**HOW TO COMPLETE THIS TASK:**
How many of the lines below hold the string "RouteSummary"? Say only the number.

(Stored data entries)
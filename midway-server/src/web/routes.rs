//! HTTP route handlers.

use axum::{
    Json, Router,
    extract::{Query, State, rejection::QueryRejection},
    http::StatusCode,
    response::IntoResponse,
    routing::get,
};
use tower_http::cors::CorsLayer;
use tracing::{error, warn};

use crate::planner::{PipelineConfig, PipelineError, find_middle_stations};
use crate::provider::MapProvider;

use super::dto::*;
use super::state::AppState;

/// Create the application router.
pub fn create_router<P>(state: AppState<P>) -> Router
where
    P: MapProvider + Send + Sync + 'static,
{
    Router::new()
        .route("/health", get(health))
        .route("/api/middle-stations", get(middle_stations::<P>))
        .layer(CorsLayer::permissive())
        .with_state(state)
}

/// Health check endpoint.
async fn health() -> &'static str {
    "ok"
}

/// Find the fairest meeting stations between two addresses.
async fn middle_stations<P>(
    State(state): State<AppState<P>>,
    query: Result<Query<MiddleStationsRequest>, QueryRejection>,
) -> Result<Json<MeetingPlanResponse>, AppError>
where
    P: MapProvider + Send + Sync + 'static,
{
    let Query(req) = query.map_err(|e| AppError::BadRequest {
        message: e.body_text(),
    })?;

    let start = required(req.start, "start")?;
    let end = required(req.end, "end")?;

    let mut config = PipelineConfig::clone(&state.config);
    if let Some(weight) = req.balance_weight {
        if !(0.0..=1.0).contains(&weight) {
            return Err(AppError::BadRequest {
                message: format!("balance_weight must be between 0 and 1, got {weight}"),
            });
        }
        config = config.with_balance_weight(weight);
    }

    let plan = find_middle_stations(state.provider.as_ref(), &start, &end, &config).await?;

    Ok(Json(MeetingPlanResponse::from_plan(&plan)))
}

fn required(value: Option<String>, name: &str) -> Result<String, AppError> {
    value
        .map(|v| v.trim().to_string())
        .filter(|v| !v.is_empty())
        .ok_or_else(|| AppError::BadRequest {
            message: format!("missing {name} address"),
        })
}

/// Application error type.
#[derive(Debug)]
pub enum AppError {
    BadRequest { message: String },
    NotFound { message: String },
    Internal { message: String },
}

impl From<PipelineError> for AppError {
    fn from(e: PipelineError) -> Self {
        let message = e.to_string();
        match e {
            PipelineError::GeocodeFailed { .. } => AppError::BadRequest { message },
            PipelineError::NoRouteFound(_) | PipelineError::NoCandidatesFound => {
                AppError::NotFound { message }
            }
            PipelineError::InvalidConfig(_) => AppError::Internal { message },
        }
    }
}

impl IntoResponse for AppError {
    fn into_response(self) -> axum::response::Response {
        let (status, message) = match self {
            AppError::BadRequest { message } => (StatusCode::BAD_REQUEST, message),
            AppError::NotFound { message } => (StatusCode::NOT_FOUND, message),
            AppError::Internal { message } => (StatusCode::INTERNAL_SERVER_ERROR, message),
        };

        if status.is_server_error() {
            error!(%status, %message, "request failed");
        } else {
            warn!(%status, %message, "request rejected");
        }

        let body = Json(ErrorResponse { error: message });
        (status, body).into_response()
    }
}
==
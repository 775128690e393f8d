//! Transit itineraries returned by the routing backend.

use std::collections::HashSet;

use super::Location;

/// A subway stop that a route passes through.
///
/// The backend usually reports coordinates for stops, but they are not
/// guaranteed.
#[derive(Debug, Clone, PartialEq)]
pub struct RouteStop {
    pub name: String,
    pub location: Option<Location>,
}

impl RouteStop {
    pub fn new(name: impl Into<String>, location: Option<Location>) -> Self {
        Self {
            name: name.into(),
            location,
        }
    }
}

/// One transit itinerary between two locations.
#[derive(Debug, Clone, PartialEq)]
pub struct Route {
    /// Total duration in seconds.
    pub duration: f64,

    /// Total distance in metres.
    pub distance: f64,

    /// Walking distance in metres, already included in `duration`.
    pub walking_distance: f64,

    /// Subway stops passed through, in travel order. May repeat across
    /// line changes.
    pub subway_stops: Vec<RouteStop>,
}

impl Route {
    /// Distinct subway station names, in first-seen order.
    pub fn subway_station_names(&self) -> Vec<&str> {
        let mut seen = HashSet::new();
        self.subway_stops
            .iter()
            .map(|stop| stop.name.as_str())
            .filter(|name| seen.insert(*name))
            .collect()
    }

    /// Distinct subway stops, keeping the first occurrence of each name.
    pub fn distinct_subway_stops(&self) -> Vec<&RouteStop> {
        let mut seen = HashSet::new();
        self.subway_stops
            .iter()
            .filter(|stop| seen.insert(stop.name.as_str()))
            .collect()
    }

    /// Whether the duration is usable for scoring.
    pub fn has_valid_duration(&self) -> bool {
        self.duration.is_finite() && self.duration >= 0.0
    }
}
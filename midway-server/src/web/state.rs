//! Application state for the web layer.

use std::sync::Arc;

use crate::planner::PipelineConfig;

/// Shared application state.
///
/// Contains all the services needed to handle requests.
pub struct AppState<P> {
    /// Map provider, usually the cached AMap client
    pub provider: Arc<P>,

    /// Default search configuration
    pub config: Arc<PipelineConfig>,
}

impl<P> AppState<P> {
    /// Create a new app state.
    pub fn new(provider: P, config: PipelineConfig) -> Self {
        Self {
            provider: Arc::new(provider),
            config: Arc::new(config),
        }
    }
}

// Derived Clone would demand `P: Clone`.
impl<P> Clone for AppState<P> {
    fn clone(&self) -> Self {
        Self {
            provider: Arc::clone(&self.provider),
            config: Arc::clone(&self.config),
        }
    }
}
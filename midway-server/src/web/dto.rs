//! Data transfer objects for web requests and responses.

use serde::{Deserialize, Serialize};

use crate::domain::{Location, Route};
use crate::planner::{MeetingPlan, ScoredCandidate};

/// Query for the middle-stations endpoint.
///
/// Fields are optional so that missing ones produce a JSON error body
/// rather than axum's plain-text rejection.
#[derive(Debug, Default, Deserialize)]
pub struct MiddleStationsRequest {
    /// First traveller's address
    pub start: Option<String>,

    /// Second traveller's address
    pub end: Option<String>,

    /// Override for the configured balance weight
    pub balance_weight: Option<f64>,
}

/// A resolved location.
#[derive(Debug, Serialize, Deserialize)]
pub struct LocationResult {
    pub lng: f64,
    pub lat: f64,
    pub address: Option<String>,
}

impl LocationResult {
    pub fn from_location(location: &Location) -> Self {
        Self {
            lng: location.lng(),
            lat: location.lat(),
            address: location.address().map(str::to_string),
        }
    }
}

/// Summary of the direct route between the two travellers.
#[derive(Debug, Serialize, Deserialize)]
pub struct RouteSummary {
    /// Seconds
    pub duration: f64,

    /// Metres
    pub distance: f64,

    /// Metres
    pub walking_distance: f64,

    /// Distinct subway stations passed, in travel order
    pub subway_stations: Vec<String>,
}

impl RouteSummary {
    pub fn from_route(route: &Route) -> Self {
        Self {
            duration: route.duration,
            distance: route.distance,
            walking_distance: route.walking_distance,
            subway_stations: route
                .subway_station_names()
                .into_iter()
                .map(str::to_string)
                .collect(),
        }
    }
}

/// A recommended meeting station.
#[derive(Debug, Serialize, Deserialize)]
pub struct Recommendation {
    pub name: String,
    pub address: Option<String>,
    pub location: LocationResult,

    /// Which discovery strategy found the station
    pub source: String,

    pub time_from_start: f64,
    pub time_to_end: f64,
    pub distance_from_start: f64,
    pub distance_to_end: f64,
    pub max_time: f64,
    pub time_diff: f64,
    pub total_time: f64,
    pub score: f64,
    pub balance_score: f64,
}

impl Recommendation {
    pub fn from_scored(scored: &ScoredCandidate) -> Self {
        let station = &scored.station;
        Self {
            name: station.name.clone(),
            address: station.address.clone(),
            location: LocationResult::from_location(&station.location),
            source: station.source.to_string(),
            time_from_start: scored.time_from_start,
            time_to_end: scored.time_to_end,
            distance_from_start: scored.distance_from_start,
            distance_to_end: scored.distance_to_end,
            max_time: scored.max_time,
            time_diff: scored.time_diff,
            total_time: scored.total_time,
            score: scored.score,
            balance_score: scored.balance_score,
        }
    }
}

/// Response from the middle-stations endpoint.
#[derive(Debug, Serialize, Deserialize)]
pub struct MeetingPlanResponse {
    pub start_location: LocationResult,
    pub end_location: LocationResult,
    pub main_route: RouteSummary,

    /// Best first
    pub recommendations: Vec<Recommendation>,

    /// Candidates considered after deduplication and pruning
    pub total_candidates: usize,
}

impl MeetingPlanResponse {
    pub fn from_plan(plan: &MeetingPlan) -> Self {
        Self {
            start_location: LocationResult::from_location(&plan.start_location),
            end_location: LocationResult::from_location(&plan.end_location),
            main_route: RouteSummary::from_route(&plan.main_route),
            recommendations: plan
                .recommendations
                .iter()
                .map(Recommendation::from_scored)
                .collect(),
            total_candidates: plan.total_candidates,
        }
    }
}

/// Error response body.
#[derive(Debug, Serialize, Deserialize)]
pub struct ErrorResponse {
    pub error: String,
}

**OUTPUT BELOW:**
4